Two Numbers, One Economy: A Construction Read on GDP and CPI
The Bureau of Economic Analysis (BEA) released its third and final estimate of fourth-quarter 2025 GDP on Thursday, and the Bureau of Labor Statistics (BLS) released the March 2026 Consumer Price Index (CPI) on Friday. Two numbers that moved markets and generated headlines. Neither one tells the full story on its own, and for construction owners trying to read the budget environment, the internals matter more than the headlines.
Start with GDP. The number keeps changing. Why?
The
Q4 2025 GDP estimate has now been revised three times. The advance estimate in
February came in at 1.4% annualized. The second estimate in March revised down
to 0.7%. The third and final estimate released Thursday came in at 0.5%. That
is a cumulative reduction of 0.9 percentage points across three releases.

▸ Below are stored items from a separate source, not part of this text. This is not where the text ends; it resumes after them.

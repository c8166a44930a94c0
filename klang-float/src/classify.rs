//! IEEE-754 classification predicates per width.

use crate::{
    double,
    half,
    single,
};

bitflags::bitflags! {
    /// Classification mask of one floating-point value.
    #[derive(Debug, Clone, Copy, PartialEq, Eq)]
    pub struct FpClass: u8 {
        /// The sign bit is set (including −0 and negative NaN payloads).
        const NEGATIVE = 0x01;
        /// Positive or negative zero.
        const ZERO = 0x02;
        /// Nonzero with a zero exponent field.
        const SUBNORMAL = 0x04;
        /// Finite with a regular exponent.
        const NORMAL = 0x08;
        /// Positive or negative infinity.
        const INFINITE = 0x10;
        /// Any NaN.
        const NAN = 0x20;
        /// A NaN with the quiet bit clear.
        const SIGNALING = 0x40;
    }
}

macro_rules! classify_ops {
    ($name:ident, $rep:ty, $module:ident) => {
        paste::paste! {
            /// Whether the pattern encodes any NaN.
            pub fn [<is_nan_ $name>](a: $rep) -> bool {
                a & $module::ABS_MASK > $module::INF_REP
            }

            /// Whether the pattern encodes a signaling NaN.
            pub fn [<is_signaling_nan_ $name>](a: $rep) -> bool {
                [<is_nan_ $name>](a) && a & $module::QUIET_BIT == 0
            }

            /// Whether the pattern encodes ±∞.
            pub fn [<is_inf_ $name>](a: $rep) -> bool {
                a & $module::ABS_MASK == $module::INF_REP
            }

            /// Whether the pattern encodes ±0.
            pub fn [<is_zero_ $name>](a: $rep) -> bool {
                a & $module::ABS_MASK == 0
            }

            /// Whether the sign bit is set.
            pub fn [<is_negative_ $name>](a: $rep) -> bool {
                a & $module::SIGN_MASK != 0
            }

            /// Whether the pattern encodes a subnormal value.
            pub fn [<is_subnormal_ $name>](a: $rep) -> bool {
                a & $module::EXP_MASK == 0 && a & $module::SIG_MASK != 0
            }

            /// Whether the pattern encodes a normal finite value.
            pub fn [<is_normal_ $name>](a: $rep) -> bool {
                let exp = a & $module::EXP_MASK;
                exp != 0 && exp != $module::EXP_MASK
            }

            /// Full classification mask.
            pub fn [<classify_ $name>](a: $rep) -> FpClass {
                let mut class = FpClass::empty();
                if [<is_negative_ $name>](a) {
                    class |= FpClass::NEGATIVE;
                }
                if [<is_nan_ $name>](a) {
                    class |= FpClass::NAN;
                    if [<is_signaling_nan_ $name>](a) {
                        class |= FpClass::SIGNALING;
                    }
                } else if [<is_inf_ $name>](a) {
                    class |= FpClass::INFINITE;
                } else if [<is_zero_ $name>](a) {
                    class |= FpClass::ZERO;
                } else if [<is_subnormal_ $name>](a) {
                    class |= FpClass::SUBNORMAL;
                } else {
                    class |= FpClass::NORMAL;
                }
                class
            }
        }
    };
}

classify_ops!(f16, u16, half);
classify_ops!(f32, u32, single);
classify_ops!(f64, u64, double);

#[cfg(test)]
mod tests {
    use super::*;

    #[test]
    fn classify_covers_every_class() {
        assert_eq!(classify_f32(0x0000_0000), FpClass::ZERO);
        assert_eq!(
            classify_f32(0x8000_0000),
            FpClass::ZERO | FpClass::NEGATIVE
        );
        assert_eq!(classify_f32(0x3F80_0000), FpClass::NORMAL);
        assert_eq!(classify_f32(0x0000_0001), FpClass::SUBNORMAL);
        assert_eq!(classify_f32(0x7F80_0000), FpClass::INFINITE);
        assert_eq!(classify_f32(single::QNAN), FpClass::NAN);
        assert_eq!(
            classify_f32(0x7F80_0001),
            FpClass::NAN | FpClass::SIGNALING
        );
    }

    #[test]
    fn predicates_match_host_classification() {
        for bits in [
            0u32,
            0x8000_0000,
            1,
            0x007F_FFFF,
            0x0080_0000,
            0x3F80_0000,
            0x7F7F_FFFF,
            0x7F80_0000,
            0xFF80_0000,
            0x7FC0_0000,
        ] {
            let host = f32::from_bits(bits);
            assert_eq!(is_nan_f32(bits), host.is_nan(), "{bits:#x}");
            assert_eq!(is_inf_f32(bits), host.is_infinite(), "{bits:#x}");
            assert_eq!(is_zero_f32(bits), host == 0.0 && !host.is_nan(), "{bits:#x}");
            assert_eq!(
                is_subnormal_f32(bits),
                host.classify() == core::num::FpCategory::Subnormal
            );
            assert_eq!(is_normal_f32(bits), host.is_normal(), "{bits:#x}");
            assert_eq!(is_negative_f32(bits), host.is_sign_negative(), "{bits:#x}");
        }
    }

    #[test]
    fn half_and_double_widths_classify() {
        assert_eq!(classify_f16(0x7C00), FpClass::INFINITE);
        assert_eq!(classify_f16(0x03FF), FpClass::SUBNORMAL);
        assert!(is_signaling_nan_f16(0x7C01));
        assert_eq!(classify_f64(0x7FF8_0000_0000_0000), FpClass::NAN);
        assert!(is_normal_f64(0x3FF0_0000_0000_0000));
    }
}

The reason the number keeps moving is structural. The advance estimate is published roughly a month after the quarter ends and relies heavily on incomplete source data and BEA assumptions. As Census Bureau inventory and trade data come in over the following months, BEA updates the calculation. In this case, a wholesale trade inventory drawdown identified through updated Census data drove the entire revision sequence. Businesses were drawing down existing stock rather than ordering new goods, which is a supply chain behavior signal, not a demand collapse. That distinction matters. Demand collapse threatens project pipelines while inventory correction does not. Consumer spending and fixed investment were comparatively stable throughout.
So
is 0.5% the real number?
It
is the official number, but it is not the most accurate characterization of
where the economy stood in Q4. BEA publishes a parallel measure called Gross
Domestic Income (GDI) alongside the third GDP estimate. Where GDP counts what
is spent on final output, GDI counts what is earned producing it: wages,
corporate profits, proprietors' income, rental income, and net interest. In
theory they should be identical. In practice they differ because they draw on
entirely independent data sources.
GDI grew at 2.6% annualized in Q4 against GDP's 0.5%. BEA's own recommended supplemental measure is the average of the two, which came in at 1.5%. That is three times the headline. The statistical discrepancy between the two measures also narrowed in Q4, meaning the income and expenditure sides of the economy converged rather than diverged. Add back the approximately 1.0 percentage point that BEA estimates the federal government shutdown subtracted from Q4 output, and the underlying picture is considerably less alarming than 0.5% suggests. The economy entered 2026 on more stable footing than the headline implies.
What did CPI show?
Headline
CPI rose 0.9% month over month in March and 3.3% year over year. That is the
highest annual reading since May 2024, and it came in above consensus
expectations. Energy was the primary driver. The energy index rose 10.9% in
March, led by a 21.2% surge in gasoline, which accounted for nearly
three-quarters of the entire monthly all-items increase. The conflict in Iran
is the proximate cause of that spike.
The number that matters more for the medium-term outlook is core CPI, which excludes food and energy. Core rose just 0.2% month over month, matching expectations. Tariff pass-through into consumer goods prices is still relatively contained in the core reading. That will not last indefinitely.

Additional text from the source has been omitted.